§ Your objective
In the data below, which lines contain "info"? List them by copying each one.

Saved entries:
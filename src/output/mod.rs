//! Output module for persisting crawl results
//!
//! This module handles:
//! - Writing the visited addresses to the flat text artifact
//! - Collecting and printing traversal statistics

pub mod stats;
mod text_file;
mod traits;

pub use stats::{print_statistics, TraversalStats};
pub use text_file::TextFileOutput;
pub use traits::{OutputError, OutputHandler, OutputResult};
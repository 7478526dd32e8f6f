//! Flat text artifact: one address per line

use crate::output::traits::{OutputError, OutputHandler, OutputResult};
use std::fs::File;
use std::io::{BufWriter, Write};
use std::path::{Path, PathBuf};

/// Writes the visited list to a plain text file
///
/// The file is truncated on every write. Each address is followed by `\n`;
/// there is no header.
#[derive(Debug, Clone)]
pub struct TextFileOutput {
    path: PathBuf,
}

impl TextFileOutput {
    pub fn new(path: impl Into<PathBuf>) -> Self {
        Self { path: path.into() }
    }

    pub fn path(&self) -> &Path {
        &self.path
    }
}

impl OutputHandler for TextFileOutput {
    fn write_visited(&self, visited: &[String]) -> OutputResult<()> {
        if self.path.exists() {
            tracing::debug!("Overwriting existing {}", self.path.display());
        } else {
            tracing::info!("Creating {}", self.path.display());
        }

        let file = File::create(&self.path).map_err(|source| OutputError::Create {
            path: self.path.clone(),
            source,
        })?;

        let write_error = |source| OutputError::Write {
            path: self.path.clone(),
            source,
        };

        let mut writer = BufWriter::new(file);
        for address in visited {
            writeln!(writer, "{}", address).map_err(write_error)?;
        }
        writer.flush().map_err(write_error)?;

        tracing::info!(
            "Wrote {} URLs to {}",
            visited.len(),
            self.path.display()
        );
        Ok(())
    }

    fn location(&self) -> String {
        self.path.display().to_string()
    }
}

§ Answer below
            tracing::info!("Creating {}", self.path.display());
        tracing::info!(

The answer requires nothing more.